We examined the spatiotemporal pattern of intracellular Ca2+ liberation in mouse myotubes by means of fluorescence imaging of cytosolic free Ca2+ together with the simultaneous recording of membrane whole-cell currents, Acetylcholine (ACh) applications to C2C12 myotubes equilibrated in Ca2+-free medium and voltage clamped at -50 mV evoked localized fluorescence transients of variable amplitude with less than 0.5 s delay, Under the same experimental conditions fluorescence transients were elicited by ACh also in mouse primary myotubes, Ca2+ transients were inhibited in myotubes clamped at depolarized potentials (-10 mV to +50 mV), or equilibrated in a Na+,Ca2+-free medium, as well as in cells loaded with heparin, or with inositol (1,4,5) trisphosphate (InsP(3)). To investigate whether InsP(3) could induce Ca2+ mobilization, [Ca2+](i) determinations were carried out in myotubes loaded with InsP(3) through the whole-cell patch-clamp recording pipette or by extracellular application in permeabilized cells, InsP(3) diffusion into the myoplasm caused Ca2+ spikes with 5 +/- 1 s (mean +/- SEM) delay from the rupture of the membrane patch. Spikes were followed by sustained increases In fluorescence or by damped oscillations.

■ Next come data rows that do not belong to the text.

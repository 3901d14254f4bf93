//! Read-only access to chart and dataset descriptors.

use crate::security::{RoleDirectory, RowPolicy, RowPolicyStore};
use async_trait::async_trait;
use dashmap::DashMap;
use quarry_common::models::{ChartDescriptor, Dataset};

#[async_trait]
pub trait ChartStore: Send + Sync {
    async fn chart(&self, chart_id: &str) -> quarry_error::Result<Option<ChartDescriptor>>;
}

#[async_trait]
pub trait DatasetStore: Send + Sync {
    async fn dataset(&self, dataset_id: &str) -> quarry_error::Result<Option<Dataset>>;
}

/// Process-local catalog. Serves tests and embedded setups without a metadata database.
#[derive(Debug, Default)]
pub struct InMemoryCatalog {
    charts: DashMap<String, ChartDescriptor>,
    datasets: DashMap<String, Dataset>,
    policies: DashMap<String, Vec<RowPolicy>>,
    user_roles: DashMap<String, Vec<String>>,
}

impl InMemoryCatalog {
    pub fn new() -> Self {
        Self::default()
    }

    pub fn insert_chart(&self, chart: ChartDescriptor) {
        self.charts.insert(chart.id.clone(), chart);
    }

    pub fn insert_dataset(&self, dataset: Dataset) {
        self.datasets.insert(dataset.id.clone(), dataset);
    }

    pub fn insert_policy(&self, policy: RowPolicy) {
        self.policies
            .entry(policy.dataset_id.clone())
            .or_default()
            .push(policy);
    }

    pub fn grant_role(&self, user_id: impl Into<String>, role: impl Into<String>) {
        self.user_roles
            .entry(user_id.into())
            .or_default()
            .push(role.into());
    }
}

#[async_trait]
impl ChartStore for InMemoryCatalog {
    async fn chart(&self, chart_id: &str) -> quarry_error::Result<Option<ChartDescriptor>> {
        Ok(self.charts.get(chart_id).map(|c| c.value().clone()))
    }
}

#[async_trait]
impl DatasetStore for InMemoryCatalog {
    async fn dataset(&self, dataset_id: &str) -> quarry_error::Result<Option<Dataset>> {
        Ok(self.datasets.get(dataset_id).map(|d| d.value().clone()))
    }
}

#[async_trait]
impl RowPolicyStore for InMemoryCatalog {
    async fn policies_for_dataset(&self, dataset_id: &str) -> quarry_error::Result<Vec<RowPolicy>> {
        Ok(self
            .policies
            .get(dataset_id)
            .map(|p| p.value().clone())
            .unwrap_or_default())
    }
}

#[async_trait]
impl RoleDirectory for InMemoryCatalog {
    async fn roles_for_user(&self, user_id: &str) -> quarry_error::Result<Vec<String>> {
        Ok(self
            .user_roles
            .get(user_id)
            .map(|r| r.value().clone())
            .unwrap_or_default())
    }
}
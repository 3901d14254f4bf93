//! Chart, dataset and row policy lookups against the metadata database.

use anyhow::Context;
use async_trait::async_trait;
use deadpool_postgres::{Object, Pool, PoolError};
use quarry_common::config::MetadataSettings;
use quarry_common::models::{ChartDescriptor, Dataset};
use quarry_error::{ErrorCode, QuarryError};
use quarry_runtime::security::{PolicyTarget, RoleDirectory, RowPolicy, RowPolicyStore};
use quarry_runtime::store::{ChartStore, DatasetStore};
use secrecy::ExposeSecret;
use tokio_postgres::types::FromSql;
use tokio_postgres::Row;
use thiserror::Error;
use tracing::debug;

const CHART_QUERY: &str =
    "SELECT id, table_id, x_axis, y_axis FROM core_chart_view WHERE id = $1";

const DATASET_QUERY: &str =
    "SELECT id, type, table_name, info, datasource_id FROM core_dataset_table WHERE id = $1";

const POLICY_QUERY: &str = "SELECT id, dataset_id, auth_target_type, auth_target_id, \
     where_condition, express_type, enable \
     FROM dataset_row_permissions WHERE dataset_id = $1 ORDER BY id";

const ROLE_QUERY: &str = "SELECT role_id FROM sys_user_role WHERE user_id = $1 ORDER BY role_id";

#[derive(Debug, Error)]
pub enum MetadataError {
    #[error("Metadata pool error: {0}")]
    Pool(#[from] PoolError),

    #[error("Metadata query failed: {0}")]
    Query(#[from] tokio_postgres::Error),

    #[error("Unreadable metadata column '{column}': {source}")]
    Column {
        column: &'static str,
        #[source]
        source: tokio_postgres::Error,
    },
}

/// Reads column `name` without panicking on a type or name mismatch.
fn column<'a, T: FromSql<'a>>(row: &'a Row, name: &'static str) -> Result<T, MetadataError> {
    row.try_get(name)
        .map_err(|source| MetadataError::Column { column: name, source })
}

impl MetadataError {
    pub fn to_quarry_error(self) -> QuarryError {
        QuarryError::execution(ErrorCode::MetadataUnavailable, self.to_string())
            .with_hint("Check metadata.url and that the metadata database is reachable")
    }
}

impl From<MetadataError> for QuarryError {
    fn from(err: MetadataError) -> Self {
        err.to_quarry_error()
    }
}

/// Reads descriptors and policies from the metadata Postgres database.
pub struct PgMetadataStore {
    pool: Pool,
}

impl PgMetadataStore {
    pub fn connect(settings: &MetadataSettings) -> anyhow::Result<Self> {
        let url = settings
            .url
            .as_ref()
            .context("metadata.url is not set (QUARRY__METADATA__URL)")?;

        let mut cfg = deadpool_postgres::Config::new();
        cfg.url = Some(url.expose_secret().to_string());
        cfg.manager = Some(deadpool_postgres::ManagerConfig {
            recycling_method: deadpool_postgres::RecyclingMethod::Fast,
        });
        cfg.pool = Some(deadpool_postgres::PoolConfig::new(settings.pool_size));
        let pool = cfg
            .create_pool(
                Some(deadpool_postgres::Runtime::Tokio1),
                tokio_postgres::NoTls,
            )
            .context("Failed to create metadata database pool")?;

        Ok(Self { pool })
    }

    async fn client(&self) -> Result<Object, MetadataError> {
        Ok(self.pool.get().await?)
    }
}

#[async_trait]
impl ChartStore for PgMetadataStore {
    async fn chart(&self, chart_id: &str) -> quarry_error::Result<Option<ChartDescriptor>> {
        let client = self.client().await?;
        let row = client
            .query_opt(CHART_QUERY, &[&chart_id])
            .await
            .map_err(MetadataError::from)?;

        let Some(row) = row else {
            return Ok(None);
        };
        Ok(Some(ChartDescriptor {
            id: column(&row, "id")?,
            dataset_id: column::<Option<String>>(&row, "table_id")?.unwrap_or_default(),
            x_axis: column(&row, "x_axis")?,
            y_axis: column(&row, "y_axis")?,
        }))
    }
}

#[async_trait]
impl DatasetStore for PgMetadataStore {
    async fn dataset(&self, dataset_id: &str) -> quarry_error::Result<Option<Dataset>> {
        let client = self.client().await?;
        let Some(row) = client
            .query_opt(DATASET_QUERY, &[&dataset_id])
            .await
            .map_err(MetadataError::from)?
        else {
            return Ok(None);
        };

        let type_tag: Option<String> = column(&row, "type")?;
        let info: Option<String> = column(&row, "info")?;
        let dataset = Dataset::from_stored(
            column::<String>(&row, "id")?,
            type_tag.as_deref().unwrap_or_default(),
            column(&row, "table_name")?,
            info.as_deref(),
            column::<Option<String>>(&row, "datasource_id")?.unwrap_or_default(),
        )?;
        Ok(Some(dataset))
    }
}

#[async_trait]
impl RowPolicyStore for PgMetadataStore {
    async fn policies_for_dataset(&self, dataset_id: &str) -> quarry_error::Result<Vec<RowPolicy>> {
        let client = self.client().await?;
        let rows = client
            .query(POLICY_QUERY, &[&dataset_id])
            .await
            .map_err(MetadataError::from)?;

        let mut policies = Vec::with_capacity(rows.len());
        for row in rows {
            let id: String = column(&row, "id")?;
            let target: Option<String> = column(&row, "auth_target_type")?;
            let express_type: Option<String> = column(&row, "express_type")?;

            if express_type.as_deref() == Some("formula") {
                debug!(target: "security", policy_id = %id, "Skipping formula row policy");
                continue;
            }
            let Some(target_type) = target.as_deref().and_then(PolicyTarget::from_stored) else {
                debug!(
                    target: "security",
                    policy_id = %id,
                    target_type = ?target,
                    "Skipping row policy with unsupported target type"
                );
                continue;
            };

            policies.push(RowPolicy {
                id,
                dataset_id: column(&row, "dataset_id")?,
                target_type,
                target_id: column::<Option<String>>(&row, "auth_target_id")?.unwrap_or_default(),
                where_condition: column::<Option<String>>(&row, "where_condition")?
                    .unwrap_or_default(),
                enabled: column::<Option<bool>>(&row, "enable")?.unwrap_or(true),
            });
        }
        Ok(policies)
    }
}

#[async_trait]
impl RoleDirectory for PgMetadataStore {
    async fn roles_for_user(&self, user_id: &str) -> quarry_error::Result<Vec<String>> {
        let client = self.client().await?;
        let rows = client
            .query(ROLE_QUERY, &[&user_id])
            .await
            .map_err(MetadataError::from)?;
        let roles = rows
            .iter()
            .map(|row| column(row, "role_id"))
            .collect::<Result<Vec<String>, _>>()?;
        Ok(roles)
    }
}

#[cfg(test)]
mod tests {
    use super::*;

    #[test]
    fn test_missing_url_is_rejected() {
        let err = match PgMetadataStore::connect(&MetadataSettings::default()) {
            Err(e) => e,
            Ok(_) => panic!("store without url must not build"),
        };
        assert!(err.to_string().contains("metadata.url"));
    }

    #[test]
    fn test_pool_errors_map_to_metadata_unavailable() {
        let err = MetadataError::Pool(PoolError::Closed).to_quarry_error();
        assert_eq!(err.code, ErrorCode::MetadataUnavailable);
        assert_eq!(err.http_status(), 503);
    }

    /// Runs against a live Postgres when `QUARRY_TEST_DATABASE_URL` is set.
    #[tokio::test]
    async fn test_mistyped_columns_are_errors_not_panics() {
        let Ok(url) = std::env::var("QUARRY_TEST_DATABASE_URL") else {
            eprintln!("QUARRY_TEST_DATABASE_URL not set, skipping");
            return;
        };
        let store = PgMetadataStore::connect(&MetadataSettings {
            url: Some(secrecy::SecretString::from(url)),
            pool_size: 1,
        })
        .unwrap();

        // Temp tables shadow real ones on the single pooled session.
        let client = store.client().await.unwrap();
        client
            .batch_execute(
                "CREATE TEMP TABLE core_chart_view (id text, table_id int4, x_axis text, y_axis text); \
                 INSERT INTO core_chart_view VALUES ('c-1', 7, NULL, NULL); \
                 CREATE TEMP TABLE sys_user_role (user_id text, role_id int8); \
                 INSERT INTO sys_user_role VALUES ('u-1', 42);",
            )
            .await
            .unwrap();
        drop(client);

        let err = store.chart("c-1").await.unwrap_err();
        assert_eq!(err.code, ErrorCode::MetadataUnavailable);
        assert!(err.message.contains("table_id"));

        let err = store.roles_for_user("u-1").await.unwrap_err();
        assert_eq!(err.code, ErrorCode::MetadataUnavailable);
        assert!(err.message.contains("role_id"));
    }
}
use serde::{Deserialize, Serialize};
use std::fmt;

/// Numeric error codes following QUARRY-XXXX format.
///
/// ## Code Ranges
/// - **1000-1999**: Configuration errors (bad chart/dataset definitions, bad requests)
/// - **2000-2999**: Execution errors (backing store connectivity, SQL failures)
/// - **3000-3999**: Cache errors (always absorbed by the executor)
/// - **4000-4999**: Row security resolution errors (fail closed)
/// - **5000-5999**: Internal/System errors
///
/// Codes are stable across versions.
#[derive(Debug, Clone, Copy, PartialEq, Eq, Hash, Serialize, Deserialize)]
#[serde(into = "String", try_from = "String")]
#[non_exhaustive]
pub enum ErrorCode {
    // === Configuration Errors (1000-1999) ===
    /// QUARRY-1001: Axis configuration is not valid JSON
    InvalidFieldSpec = 1001,
    /// QUARRY-1002: Dataset descriptor is incomplete or its info JSON is malformed
    InvalidDataset = 1002,
    /// QUARRY-1003: Runtime filter could not be decoded
    InvalidFilter = 1003,
    /// QUARRY-1004: Field name contains forbidden characters
    InvalidIdentifier = 1004,
    /// QUARRY-1005: Chart not found in the chart store
    ChartNotFound = 1005,
    /// QUARRY-1006: Dataset not found in the dataset store
    DatasetNotFound = 1006,
    /// QUARRY-1007: Application configuration is invalid
    InvalidConfiguration = 1007,

    // === Execution Errors (2000-2999) ===
    /// QUARRY-2001: Could not reach the backing query endpoint
    ConnectionFailed = 2001,
    /// QUARRY-2002: No pooled connection became available in time
    PoolExhausted = 2002,
    /// QUARRY-2003: The backing store rejected or failed the statement
    StatementFailed = 2003,
    /// QUARRY-2004: Query deadline elapsed
    QueryTimedOut = 2004,
    /// QUARRY-2005: A result row could not be converted
    RowDecodeFailed = 2005,
    /// QUARRY-2006: Chart/dataset metadata store unavailable
    MetadataUnavailable = 2006,

    // === Cache Errors (3000-3999) ===
    /// QUARRY-3001: Cache store unavailable
    CacheUnavailable = 3001,
    /// QUARRY-3002: Result set could not be encoded for the cache
    CacheEncodeFailed = 3002,
    /// QUARRY-3003: Cached bytes could not be decoded
    CacheDecodeFailed = 3003,

    // === Security Errors (4000-4999) ===
    /// QUARRY-4001: Row security resolver could not be consulted
    SecurityResolutionFailed = 4001,
    /// QUARRY-4002: Request carries no user identity
    MissingIdentity = 4002,

    // === Internal Errors (5000-5999) ===
    /// QUARRY-5001: Serialization/deserialization failed
    SerializationFailed = 5001,
    /// QUARRY-5002: Unexpected internal state
    Internal = 5002,

    /// QUARRY-9999: Unknown/unclassified error
    Unknown = 9999,
}

impl ErrorCode {
    /// Get the numeric code value
    pub fn as_u16(&self) -> u16 {
        *self as u16
    }

    /// Get the formatted code string (e.g., "QUARRY-2002")
    pub fn as_str(&self) -> String {
        format!("QUARRY-{:04}", self.as_u16())
    }

    /// Get the error kind
    pub fn kind(&self) -> ErrorKind {
        match self.as_u16() {
            1000..=1999 => ErrorKind::Config,
            2000..=2999 => ErrorKind::Execution,
            3000..=3999 => ErrorKind::Cache,
            4000..=4999 => ErrorKind::SecurityResolution,
            _ => ErrorKind::Internal,
        }
    }

    pub fn http_status(&self) -> u16 {
        match self {
            Self::ChartNotFound | Self::DatasetNotFound => 404,
            Self::MissingIdentity => 401,
            Self::QueryTimedOut => 504,
            Self::PoolExhausted | Self::MetadataUnavailable => 503,
            _ => match self.kind() {
                ErrorKind::Config => 400,
                ErrorKind::Execution => 502,
                ErrorKind::Cache => 503,
                ErrorKind::SecurityResolution | ErrorKind::Internal => 500,
            },
        }
    }
}

impl fmt::Display for ErrorCode {
    fn fmt(&self, f: &mut fmt::Formatter<'_>) -> fmt::Result {
        write!(f, "{}", self.as_str())
    }
}

impl From<ErrorCode> for String {
    fn from(code: ErrorCode) -> String {
        code.as_str()
    }
}

impl TryFrom<String> for ErrorCode {
    type Error = String;

    fn try_from(s: String) -> std::result::Result<Self, Self::Error> {
        let num: u16 = s
            .strip_prefix("QUARRY-")
            .and_then(|n| n.parse().ok())
            .ok_or_else(|| "Invalid format".to_string())?;
        Self::try_from(num).map_err(|_| "Unknown code".to_string())
    }
}

impl TryFrom<u16> for ErrorCode {
    type Error = String;

    fn try_from(n: u16) -> std::result::Result<Self, Self::Error> {
        match n {
            1001 => Ok(Self::InvalidFieldSpec),
            1002 => Ok(Self::InvalidDataset),
            1003 => Ok(Self::InvalidFilter),
            1004 => Ok(Self::InvalidIdentifier),
            1005 => Ok(Self::ChartNotFound),
            1006 => Ok(Self::DatasetNotFound),
            1007 => Ok(Self::InvalidConfiguration),
            2001 => Ok(Self::ConnectionFailed),
            2002 => Ok(Self::PoolExhausted),
            2003 => Ok(Self::StatementFailed),
            2004 => Ok(Self::QueryTimedOut),
            2005 => Ok(Self::RowDecodeFailed),
            2006 => Ok(Self::MetadataUnavailable),
            3001 => Ok(Self::CacheUnavailable),
            3002 => Ok(Self::CacheEncodeFailed),
            3003 => Ok(Self::CacheDecodeFailed),
            4001 => Ok(Self::SecurityResolutionFailed),
            4002 => Ok(Self::MissingIdentity),
            5001 => Ok(Self::SerializationFailed),
            5002 => Ok(Self::Internal),
            9999 => Ok(Self::Unknown),
            _ => Err(format!("Unknown error code: {}", n)),
        }
    }
}

/// The failure classes callers branch on.
///
/// `Cache` errors never reach callers of the executor; they are logged and absorbed.
#[derive(Debug, Clone, Copy, PartialEq, Eq, Serialize, Deserialize)]
#[serde(rename_all = "snake_case")]
#[non_exhaustive]
pub enum ErrorKind {
    Config,
    Execution,
    Cache,
    SecurityResolution,
    Internal,
}
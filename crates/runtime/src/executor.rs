//! The chart execution pipeline.
//!
//! load descriptors -> decode field spec -> resolve row security -> compile
//! -> fingerprint -> cache lookup -> execute under deadline -> cache store.

use crate::cache::{CacheStats, Fingerprint, QueryCache};
use crate::gateway::QueryBackend;
use crate::security::RowSecurityResolver;
use crate::store::{ChartStore, DatasetStore};
use quarry_common::auth::SecurityContext;
use quarry_common::models::{QueryRequest, ResultSet};
use quarry_common::scrubber::scrub_sql;
use quarry_error::{ErrorCode, ErrorContext, QuarryError};
use quarry_sql::{CompiledQuery, Compiler, CompilerOptions, FieldSpec};
use std::sync::atomic::{AtomicUsize, Ordering};
use std::sync::Arc;
use std::time::{Duration, Instant};
use tracing::{info, warn};

#[derive(Debug, Clone, Copy, PartialEq, Eq)]
pub enum CacheStatus {
    Hit,
    Miss,
    /// No cache configured.
    Bypass,
}

impl CacheStatus {
    pub fn as_str(&self) -> &'static str {
        match self {
            CacheStatus::Hit => "hit",
            CacheStatus::Miss => "miss",
            CacheStatus::Bypass => "bypass",
        }
    }
}

#[derive(Debug, Clone)]
pub struct ChartResult {
    pub result: ResultSet,
    pub fingerprint: Fingerprint,
    pub cache_status: CacheStatus,
}

pub struct ChartExecutorOptions {
    pub charts: Arc<dyn ChartStore>,
    pub datasets: Arc<dyn DatasetStore>,
    pub security: Arc<dyn RowSecurityResolver>,
    pub backend: Arc<dyn QueryBackend>,
    pub cache: Option<Arc<QueryCache>>,
    pub compiler: CompilerOptions,
    pub query_timeout: Duration,
    /// Log filter literals verbatim instead of masking them.
    pub log_literals: bool,
}

pub struct ChartExecutor {
    charts: Arc<dyn ChartStore>,
    datasets: Arc<dyn DatasetStore>,
    security: Arc<dyn RowSecurityResolver>,
    backend: Arc<dyn QueryBackend>,
    cache: Option<Arc<QueryCache>>,
    compiler: Compiler,
    query_timeout: Duration,
    log_literals: bool,
    active_queries: Arc<AtomicUsize>,
}

struct ActiveQuery<'a>(&'a AtomicUsize);

impl<'a> ActiveQuery<'a> {
    fn enter(counter: &'a AtomicUsize) -> Self {
        counter.fetch_add(1, Ordering::Relaxed);
        Self(counter)
    }
}

impl Drop for ActiveQuery<'_> {
    fn drop(&mut self) {
        self.0.fetch_sub(1, Ordering::Relaxed);
    }
}

/// What the `queries` log event needs besides the outcome.
struct QueryLog<'a> {
    context: &'a SecurityContext,
    chart_id: &'a str,
    dataset_id: &'a str,
    query: &'a CompiledQuery,
    fingerprint: &'a Fingerprint,
    start: Instant,
}

impl ChartExecutor {
    pub fn new(options: ChartExecutorOptions) -> Self {
        Self {
            charts: options.charts,
            datasets: options.datasets,
            security: options.security,
            backend: options.backend,
            cache: options.cache,
            compiler: Compiler::new(options.compiler),
            query_timeout: options.query_timeout,
            log_literals: options.log_literals,
            active_queries: Arc::new(AtomicUsize::new(0)),
        }
    }

    pub fn active_queries(&self) -> usize {
        self.active_queries.load(Ordering::Relaxed)
    }

    /// Runs one chart on behalf of `context`.
    ///
    /// Cache failures are logged and never surface; every other failure does.
    pub async fn execute(
        &self,
        chart_id: &str,
        request: &QueryRequest,
        context: &SecurityContext,
    ) -> quarry_error::Result<ChartResult> {
        let _active = ActiveQuery::enter(&self.active_queries);
        self.execute_with_cache(chart_id, request, context).await
    }

    async fn execute_with_cache(
        &self,
        chart_id: &str,
        request: &QueryRequest,
        context: &SecurityContext,
    ) -> quarry_error::Result<ChartResult> {
        let start = Instant::now();

        if context.is_anonymous() {
            return Err(QuarryError::new(
                ErrorCode::MissingIdentity,
                "Chart requests require a user identity",
            ));
        }

        let chart = self.charts.chart(chart_id).await?.ok_or_else(|| {
            QuarryError::config(
                ErrorCode::ChartNotFound,
                format!("Chart '{}' not found", chart_id),
            )
            .with_context(ErrorContext::Chart {
                chart_id: chart_id.to_string(),
            })
        })?;

        let dataset = self
            .datasets
            .dataset(&chart.dataset_id)
            .await?
            .ok_or_else(|| {
                QuarryError::config(
                    ErrorCode::DatasetNotFound,
                    format!("Dataset '{}' not found", chart.dataset_id),
                )
                .with_context(ErrorContext::Dataset {
                    dataset_id: chart.dataset_id.clone(),
                    kind: None,
                })
                .with_hint("The chart references a dataset that no longer exists")
            })?;

        let spec = FieldSpec::decode(chart.x_axis.as_deref(), chart.y_axis.as_deref())?;

        let predicate = self
            .security
            .resolve(context, &dataset.id)
            .await
            .map_err(|e| {
                warn!(
                    target: "security",
                    user_id = %context.user_id,
                    dataset_id = %dataset.id,
                    error = %e,
                    "Row security resolution failed, refusing to execute"
                );
                e.to_quarry_error()
            })?;

        let query = self.compiler.compile(
            &dataset,
            &spec,
            &request.filters,
            &predicate,
            request.limit,
            request.offset,
        )?;
        let fingerprint = Fingerprint::of(&query);

        let log = QueryLog {
            context,
            chart_id,
            dataset_id: &dataset.id,
            query: &query,
            fingerprint: &fingerprint,
            start,
        };

        // --- Cache Lookup START ---
        if let Some(cache) = &self.cache {
            match cache.get(&fingerprint).await {
                Ok(Some(result)) => {
                    self.log_success(&log, result.num_rows(), true);
                    return Ok(ChartResult {
                        result,
                        fingerprint,
                        cache_status: CacheStatus::Hit,
                    });
                }
                Ok(None) => {}
                Err(e) => warn!(
                    target: "cache",
                    key = %fingerprint,
                    error = %e,
                    "Cache lookup failed, executing directly"
                ),
            }
        }
        // --- Cache Lookup END ---

        let result = match tokio::time::timeout(self.query_timeout, self.backend.execute(&query)).await {
            Ok(Ok(result)) => result,
            Ok(Err(e)) => {
                let err = with_fingerprint(e.to_quarry_error(), &fingerprint);
                self.log_failure(&log, &err);
                return Err(err);
            }
            Err(_) => {
                let err = QuarryError::execution(
                    ErrorCode::QueryTimedOut,
                    format!(
                        "Query timed out after {} seconds",
                        self.query_timeout.as_secs()
                    ),
                )
                .with_context(ErrorContext::Execution {
                    sql_state: None,
                    fingerprint: Some(fingerprint.to_string()),
                })
                .with_hint("Narrow the chart filters or increase 'query.timeout_secs' in config");
                self.log_failure(&log, &err);
                return Err(err);
            }
        };

        // --- Cache Store START ---
        let cache_status = match &self.cache {
            Some(cache) => {
                if let Err(e) = cache.put(&fingerprint, &result).await {
                    warn!(
                        target: "cache",
                        key = %fingerprint,
                        error = %e,
                        "Failed to cache query result"
                    );
                }
                CacheStatus::Miss
            }
            None => CacheStatus::Bypass,
        };
        // --- Cache Store END ---

        self.log_success(&log, result.num_rows(), false);

        Ok(ChartResult {
            result,
            fingerprint,
            cache_status,
        })
    }

    /// Drops one cached result. A no-op without a cache.
    pub async fn invalidate(&self, fingerprint: &Fingerprint) -> quarry_error::Result<()> {
        match &self.cache {
            Some(cache) => cache
                .invalidate(fingerprint)
                .await
                .map_err(|e| e.to_quarry_error()),
            None => Ok(()),
        }
    }

    pub async fn cache_stats(&self) -> Option<CacheStats> {
        match &self.cache {
            Some(cache) => Some(cache.stats().await),
            None => None,
        }
    }

    /// Checks that the backing endpoint answers.
    pub async fn ping_backend(&self) -> quarry_error::Result<()> {
        self.backend.ping().await.map_err(|e| e.to_quarry_error())
    }

    fn log_success(&self, log: &QueryLog<'_>, rows: usize, cache_hit: bool) {
        info!(
            target: "queries",
            user_id = %log.context.user_id,
            chart_id = %log.chart_id,
            dataset_id = %log.dataset_id,
            fingerprint = %log.fingerprint,
            query = %scrub_sql(&log.query.sql, self.log_literals),
            duration_ms = log.start.elapsed().as_millis() as u64,
            rows_returned = rows,
            cache_hit,
            success = true
        );
    }

    fn log_failure(&self, log: &QueryLog<'_>, err: &QuarryError) {
        info!(
            target: "queries",
            user_id = %log.context.user_id,
            chart_id = %log.chart_id,
            dataset_id = %log.dataset_id,
            fingerprint = %log.fingerprint,
            query = %scrub_sql(&log.query.sql, self.log_literals),
            duration_ms = log.start.elapsed().as_millis() as u64,
            cache_hit = false,
            success = false,
            error_code = %err.code
        );
    }
}

fn with_fingerprint(mut err: QuarryError, fp: &Fingerprint) -> QuarryError {
    match &mut err.context {
        Some(ErrorContext::Execution { fingerprint, .. }) => {
            *fingerprint = Some(fp.to_string());
        }
        None => {
            err.context = Some(ErrorContext::Execution {
                sql_state: None,
                fingerprint: Some(fp.to_string()),
            });
        }
        Some(_) => {}
    }
    err
}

In permeabilized myotubes, InsP(3) induced the release of sequestered (Ca2+Ca)-Ca-45 with a half-maximally effective concentration (EC(50)) of 0.28 +/- 0.05 mu M, and Hill coefficient of 0.79 +/- 0.09. It is concluded that the ACh-activated inward current in mouse myotubes is coupled to cytosolic Ca2+ mobilization from internal InsP(3)-sensitive pools.